On imaginary quadratic fields with non-cyclic class groups
Yi Ouyang, Qimin Song, Chenhao Zhang
TL;DR
We study when the class group of an imaginary quadratic field $H$ contains a fixed abelian group $H$, focusing on two cases: $H_2=(Z/2Z)^l \times Z/g_1Z$ with $l\ge 2$ and $g_1$ odd, $g_1\ge 3$, and $H_3=(Z/gZ)^2$ with $g\ge 5$. The authors adapt Soundararajan's lower-bound method, using genus theory to force a $(Z/2Z)^l$ factor and a discriminant-driven order $g_1$ element, and for $H_3$ employ a multivariate square-free polynomial framework.
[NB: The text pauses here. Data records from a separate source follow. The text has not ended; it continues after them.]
/// WhatsApp sender identity (e.g. `919999888777@c.us` or a Cloud API wa_id).
///
/// Opaque to the core: it only needs equality and hashing to shard state
/// per conversation.
#[derive(Clone, Debug, PartialEq, Eq, Hash)]
pub struct SenderId(pub String);

impl SenderId {
    pub fn as_str(&self) -> &str {
        &self.0
    }
}

impl std::fmt::Display for SenderId {
    fn fmt(&self, f: &mut std::fmt::Formatter<'_>) -> std::fmt::Result {
        f.write_str(&self.0)
    }
}

/// Vendor code, normalized to uppercase at construction.
#[derive(Clone, Debug, PartialEq, Eq, Hash)]
pub struct VendorCode(String);

impl VendorCode {
    pub const DEFAULT: &'static str = "DEFAULT";

    pub fn new(raw: &str) -> Self {
        Self(raw.trim().to_uppercase())
    }

    pub fn default_code() -> Self {
        Self(Self::DEFAULT.to_string())
    }

    pub fn as_str(&self) -> &str {
        &self.0
    }
}

impl std::fmt::Display for VendorCode {
    fn fmt(&self, f: &mut std::fmt::Formatter<'_>) -> std::fmt::Result {
        f.write_str(&self.0)
    }
}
They prove an unconditional bound $N_{H_2}(X) \gtrsim X^{\frac{1}{2}+\frac{3}{2g_1+2}-\varepsilon}$ and, under a square-free-density conjecture for integral multivariate polynomials, a conditional bound $N_{H_3}(X) \gtrsim X^{\frac{1}{g-1}-\varepsilon}$ for $g\ge 5$. These results extend prior lower bounds for $N_g(X)$ and $N^-(g^2;X)$ and provide a discriminant-construction framework to realize large $H$-subgroups in $CL(-d)$ across infinitely many $d$.
Abstract
For a fixed abelian group $H$, let $N_H(X)$ be the number of square-free positive integers $d\leq X$ such that H is a subgroup of $CL(\mathbb{Q}(\sqrt{-d}))$. We obtain asymptotic lower bounds for $N_H(X)$ as $X\to\infty$ in two cases: $H=\mathbb{Z}/g_1\mathbb{Z}\times (\mathbb{Z}/2\mathbb{Z})^l$ for $l\geq 2$ and $2\nmid g_1\geq 3$, $H=(\mathbb{Z}/g\mathbb{Z})^2$ for $2\nmid g\geq 5$. More precisely, for any $ε>0$, we showed $N_H(X)\gg X^{\frac{1}{2}+\frac{3}{2g_1+2}-ε}$ when $H=\mathbb{Z}/g_1\mathbb{Z}\times (\mathbb{Z}/2\mathbb{Z})^l$ for $l\geq 2$ and $2\nmid g_1\geq 3$. For the second case, under a well known conjecture for square-free density of integral multivariate polynomials, for any $ε>0$, we showed $N_H(X)\gg X^{\frac{1}{g-1}-ε}$ when $H=(\mathbb{Z}/g\mathbb{Z})^2$ for $ g\geq 5$. The first case is an adaptation of Soundararajan's results for $H=\mathbb{Z}/g\mathbb{Z}$, and the second conditionally improves the bound $X^{\frac{1}{g}-ε}$ due to Byeon and the bound $X^{\frac{1}{g}}/(\log X)^{2}$ due to Kulkarni and Levin.